Former St. Paul Mayor George Latimer will be honored next month when the city formally renames the historic downtown Central Library the “George Latimer Central Library.”
Latimer, 79, was mayor of St. Paul 1976-1990 and has become a revered elder statesman in the city.
Reached at home this morning, he said, “When (current Mayor) Chris Coleman told me about it, I was kind of embarrassed at first. … But I’ll get over it.”
He’s always been so good with a quote.
Latimer also said, “I was so moved when he told me that I really was speechless. Coleman said: ‘I always wondered what it would take to silence Latimer.'”
A plaque with the library’s new name will be unveiled at a June 10 ceremony.
Construction of the library, facing Rice Park in downtown, began in 1914, with railroad magnate James J. Hill paying for much of it.
Latimer noted that libraries are very special to him, as they are to many, dating back to his early years in Schenectady, N.Y.
“When I was a little kid in the 1940s, a librarian there was so nice to me.
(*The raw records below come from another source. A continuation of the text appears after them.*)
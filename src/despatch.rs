//! Despatch day calculation.
//!
//! # Rules by context
//!
//! | Context | Base date |
//! |---------|-----------|
//! | DelayedDespatch | override date |
//! | Preorder | override date + 2 days |
//! | Prescription | (override date or today) + lead time |
//! | Default, before cutoff | override date or today |
//! | Default, past cutoff | today + 1 |
//!
//! The base date is clamped to today, then moved forward to the first
//! valid despatch day (see [`WorkingCalendar::next_despatch_day`]).

use chrono::NaiveDate;
use tracing::debug;

use crate::estimator::EvaluationContext;
use crate::models::{add_days, Classification, ShippingConfig, ShippingContext, WorkingCalendar};

/// Calendar days between a preorder's restock date and its despatch.
pub const PREORDER_HANDLING_DAYS: u64 = 2;

/// First date on or after `date` that is a weekday, not a non-ship day
/// and not a non-despatch day.
pub fn first_valid_despatch_day(calendar: &WorkingCalendar, date: NaiveDate) -> NaiveDate {
    calendar.next_despatch_day(date)
}

/// Computes the despatch date for a classified cart.
pub fn despatch_date(
    classification: &Classification,
    config: &ShippingConfig,
    calendar: &WorkingCalendar,
    ctx: &EvaluationContext,
) -> NaiveDate {
    let today = ctx.today();
    let base = classification.override_date.unwrap_or(today);

    let candidate = match classification.context {
        ShippingContext::DelayedDespatch => base,
        ShippingContext::Preorder => add_days(base, PREORDER_HANDLING_DAYS),
        ShippingContext::Prescription => {
            add_days(base, u64::from(config.prescription_lead_time))
        }
        ShippingContext::Default => {
            if config.is_past_cutoff(ctx.time_of_day()) {
                add_days(today, 1)
            } else {
                base
            }
        }
    };

    if candidate < today {
        debug!(%candidate, %today, "despatch base date in the past, clamping to today");
    }

    let despatch = first_valid_despatch_day(calendar, candidate.max(today));
    debug!(context = ?classification.context, %candidate, %despatch, "despatch date");
    despatch
}

#[cfg(test)]
mod tests {
    use super::*;
    use chrono::NaiveTime;

    fn date(y: i32, m: u32, d: u32) -> NaiveDate {
        NaiveDate::from_ymd_opt(y, m, d).unwrap()
    }

    /// London wall clock on the given date.
    fn at(d: NaiveDate, h: u32, m: u32) -> EvaluationContext {
        EvaluationContext::at_london(d, NaiveTime::from_hms_opt(h, m, 0).unwrap()).unwrap()
    }

    fn config() -> ShippingConfig {
        ShippingConfig::default()
            .with_cutoff(1400)
            .with_prescription_lead_time(5)
    }

    fn compute(c: Classification, config: &ShippingConfig, ctx: &EvaluationContext) -> NaiveDate {
        despatch_date(&c, config, &WorkingCalendar::from_config(config), ctx)
    }

    fn monday() -> NaiveDate {
        date(2024, 8, 5)
    }

    #[test]
    fn test_default_before_cutoff() {
        let d = compute(Classification::default(), &config(), &at(monday(), 13, 0));
        assert_eq!(d, monday());
    }

    #[test]
    fn test_default_past_cutoff() {
        let d = compute(Classification::default(), &config(), &at(monday(), 15, 0));
        assert_eq!(d, date(2024, 8, 6));

        let exactly = compute(Classification::default(), &config(), &at(monday(), 14, 0));
        assert_eq!(exactly, date(2024, 8, 6));
    }

    #[test]
    fn test_default_past_cutoff_tuesday_closed() {
        let config = config().with_non_despatch_day(date(2024, 8, 6));
        let d = compute(Classification::default(), &config, &at(monday(), 15, 0));
        assert_eq!(d, date(2024, 8, 7));
    }

    #[test]
    fn test_default_past_cutoff_friday_rolls_to_monday() {
        let d = compute(Classification::default(), &config(), &at(date(2024, 8, 2), 16, 0));
        assert_eq!(d, monday());
    }

    #[test]
    fn test_default_weekend_order() {
        let d = compute(Classification::default(), &config(), &at(date(2024, 8, 3), 9, 0));
        assert_eq!(d, monday());
    }

    #[test]
    fn test_default_with_declared_date() {
        let c = Classification::new(ShippingContext::Default, Some(date(2024, 8, 8)));
        assert_eq!(compute(c, &config(), &at(monday(), 10, 0)), date(2024, 8, 8));
        // Past cutoff despatches from tomorrow regardless of the declared date.
        assert_eq!(compute(c, &config(), &at(monday(), 15, 0)), date(2024, 8, 6));
    }

    #[test]
    fn test_delayed_despatch() {
        let c = Classification::new(ShippingContext::DelayedDespatch, Some(date(2024, 8, 10)));
        // Saturday override rolls to Monday.
        assert_eq!(compute(c, &config(), &at(monday(), 10, 0)), date(2024, 8, 12));
    }

    #[test]
    fn test_delayed_despatch_without_date_uses_today() {
        let c = Classification::of(ShippingContext::DelayedDespatch);
        assert_eq!(compute(c, &config(), &at(monday(), 15, 0)), monday());
    }

    #[test]
    fn test_preorder_adds_two_days() {
        let c = Classification::new(ShippingContext::Preorder, Some(date(2024, 8, 5)));
        assert_eq!(compute(c, &config(), &at(date(2024, 7, 29), 10, 0)), date(2024, 8, 7));
    }

    #[test]
    fn test_preorder_non_working_days() {
        let config = config()
            .with_non_ship_day(date(2024, 8, 7))
            .with_non_despatch_day(date(2024, 8, 8));
        let c = Classification::new(ShippingContext::Preorder, Some(date(2024, 8, 5)));
        assert_eq!(compute(c, &config, &at(date(2024, 7, 29), 10, 0)), date(2024, 8, 9));
    }

    #[test]
    fn test_prescription_lead_time() {
        let c = Classification::of(ShippingContext::Prescription);
        // Monday + 5 = Saturday → Monday 12th
        assert_eq!(compute(c, &config(), &at(monday(), 10, 0)), date(2024, 8, 12));
    }

    #[test]
    fn test_prescription_zero_lead_time() {
        let config = config().with_prescription_lead_time(0);
        let c = Classification::of(ShippingContext::Prescription);
        assert_eq!(compute(c, &config, &at(monday(), 15, 0)), monday());
    }

    #[test]
    fn test_past_override_clamps_to_today() {
        let c = Classification::new(ShippingContext::DelayedDespatch, Some(date(2024, 7, 1)));
        assert_eq!(compute(c, &config(), &at(monday(), 10, 0)), monday());
    }

    #[test]
    fn test_far_future_declared_date_does_not_overflow() {
        let c = Classification::new(ShippingContext::Preorder, Some(NaiveDate::MAX));
        assert_eq!(compute(c, &config(), &at(monday(), 10, 0)), NaiveDate::MAX);
    }

    #[test]
    fn test_huge_lead_time_does_not_overflow() {
        let config = config().with_prescription_lead_time(u32::MAX);
        let c = Classification::of(ShippingContext::Prescription);
        assert_eq!(compute(c, &config, &at(monday(), 10, 0)), NaiveDate::MAX);
    }

    #[test]
    fn test_first_valid_despatch_day() {
        let cal = WorkingCalendar::new().with_non_ship_day(date(2024, 8, 9));
        // Friday non-ship → weekend → Monday
        assert_eq!(first_valid_despatch_day(&cal, date(2024, 8, 9)), date(2024, 8, 12));
        assert_eq!(first_valid_despatch_day(&cal, date(2024, 8, 8)), date(2024, 8, 8));
    }
}
// Copyright 2026 U.S. Federal Government (in countries where recognized)
// SPDX-License-Identifier: Apache-2.0

// Benchmarks for request encoding, reply decoding and civil time conversion.

use std::hint::black_box;

use clock_proto::protocol::{FromBytes, Packet};
use clock_proto::{apply_offset, decode_reply, encode_request, to_civil};
use criterion::{Criterion, criterion_group, criterion_main};

fn make_reply() -> [u8; 48] {
    let mut reply = [0u8; 48];
    reply[0] = 0x24;
    reply[1] = 2;
    reply[40..44].copy_from_slice(&3_913_056_000u32.to_be_bytes());
    reply
}

fn bench_encode_request(c: &mut Criterion) {
    c.bench_function("encode_request", |b| b.iter(|| black_box(encode_request())));
}

fn bench_decode_reply(c: &mut Criterion) {
    let reply = make_reply();
    c.bench_function("decode_reply", |b| {
        b.iter(|| decode_reply(black_box(&reply)))
    });
}

fn bench_packet_from_bytes(c: &mut Criterion) {
    let reply = make_reply();
    c.bench_function("packet_from_bytes", |b| {
        b.iter(|| Packet::from_bytes(black_box(&reply)))
    });
}

fn bench_to_civil(c: &mut Criterion) {
    c.bench_function("to_civil_utc_and_local", |b| {
        b.iter(|| {
            let epoch = black_box(1_704_067_200u32);
            (to_civil(epoch), to_civil(apply_offset(epoch, 7)))
        })
    });
}

criterion_group!(
    benches,
    bench_encode_request,
    bench_decode_reply,
    bench_packet_from_bytes,
    bench_to_civil
);
criterion_main!(benches);
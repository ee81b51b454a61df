// Copyright 2026 U.S. Federal Government (in countries where recognized)
// SPDX-License-Identifier: Apache-2.0

use std::thread;
use std::time::{Duration, Instant};

/// A millisecond tick counter and a blocking delay.
///
/// The counter only needs to be monotonic; its origin is arbitrary. The
/// driver compares readings with wrapping subtraction, so a counter that
/// rolls over is fine.
pub trait MonotonicClock {
    /// Milliseconds since an arbitrary origin.
    fn now_millis(&self) -> u64;

    /// Block for `duration`.
    fn sleep(&mut self, duration: Duration);
}

/// [`MonotonicClock`] backed by [`Instant`] and [`thread::sleep`].
///
/// Counts from the moment it was created, so the first request goes out once
/// the resend interval has elapsed after startup.
#[derive(Clone, Copy, Debug)]
pub struct SystemClock {
    start: Instant,
}

impl SystemClock {
    /// Start counting from now.
    pub fn new() -> Self {
        SystemClock {
            start: Instant::now(),
        }
    }
}

impl Default for SystemClock {
    fn default() -> Self {
        Self::new()
    }
}

impl MonotonicClock for SystemClock {
    fn now_millis(&self) -> u64 {
        // u64 milliseconds covers ~584 million years.
        self.start.elapsed().as_millis() as u64
    }

    fn sleep(&mut self, duration: Duration) {
        thread::sleep(duration);
    }
}

#[cfg(test)]
mod tests {
    use super::*;

    #[test]
    fn test_system_clock_advances_across_sleep() {
        let mut clock = SystemClock::new();
        let before = clock.now_millis();
        clock.sleep(Duration::from_millis(20));
        let after = clock.now_millis();
        assert!(after >= before + 20, "before={before} after={after}");
    }
}
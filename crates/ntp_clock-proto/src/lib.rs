// Copyright 2026 U.S. Federal Government (in countries where recognized)
// SPDX-License-Identifier: Apache-2.0

//! NTP request/reply codec and civil time conversion for a display clock.
//!
//! Everything in this crate is pure data transformation: building the fixed
//! 48-byte client request, extracting the transmit seconds from a server
//! reply, and turning Unix epoch seconds into calendar fields. No I/O, no
//! allocation, so the same code runs on a microcontroller (`default-features
//! = false`) and on a host.
//!
//! ```
//! use clock_proto::{civil, codec, unix_time};
//!
//! let request = codec::encode_request();
//! assert_eq!(request[0], 0xE3);
//!
//! let mut reply = [0u8; 48];
//! reply[40..44].copy_from_slice(&[0x83, 0xAA, 0x7E, 0x80]);
//! let epoch = codec::decode_reply(&reply).unwrap();
//!
//! let utc = civil::to_civil(epoch);
//! let local = civil::to_civil(unix_time::apply_offset(epoch, 7));
//! assert_eq!(utc.year, 1970);
//! assert_eq!(local.hour, (utc.hour + 7) % 24);
//! ```

#![cfg_attr(not(feature = "std"), no_std)]
#![deny(unsafe_code)]
#![warn(missing_docs)]

/// Error types for reply decoding and packet serialization.
pub mod error;

/// NTP header types and constants (RFC 5905), with slice-based parsing.
pub mod protocol;

/// Building request payloads and decoding reply payloads.
pub mod codec;

/// NTP-to-Unix epoch conversion, timezone offsets, and weekday arithmetic.
pub mod unix_time;

/// Proleptic Gregorian calendar decomposition of Unix epoch seconds.
pub mod civil;

pub use civil::{CivilTime, Weekday, WeekdayLabels, to_civil};
pub use codec::{decode_reply, decode_reply_checked, encode_request};
pub use error::ParseError;
pub use unix_time::{apply_offset, weekday_index};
I remember her making me cocoa in the winter when I’d stop in to read on the way home from school,” he said.
He’s asked the Schenectady library to verify the librarian’s name for him, so we can expect to her about her in his speech at the naming ceremony.
Speaking about his initial embarrassment at learning of the library naming honor, Latimer recalled a conversation he had the Rev. Jerome Boxleitner, the Catholic priest who ran the Dorothy Day homeless shelter in St. Paul for decades:
“I talked with him shortly before he died because we wanted to name something after him. He said absolutely not; that you should never name something after someone until they’ve been dead for 10 years, to be sure you haven’t made a mistake.
“I’m glad Chris Coleman and the others aren’t taking that advice.”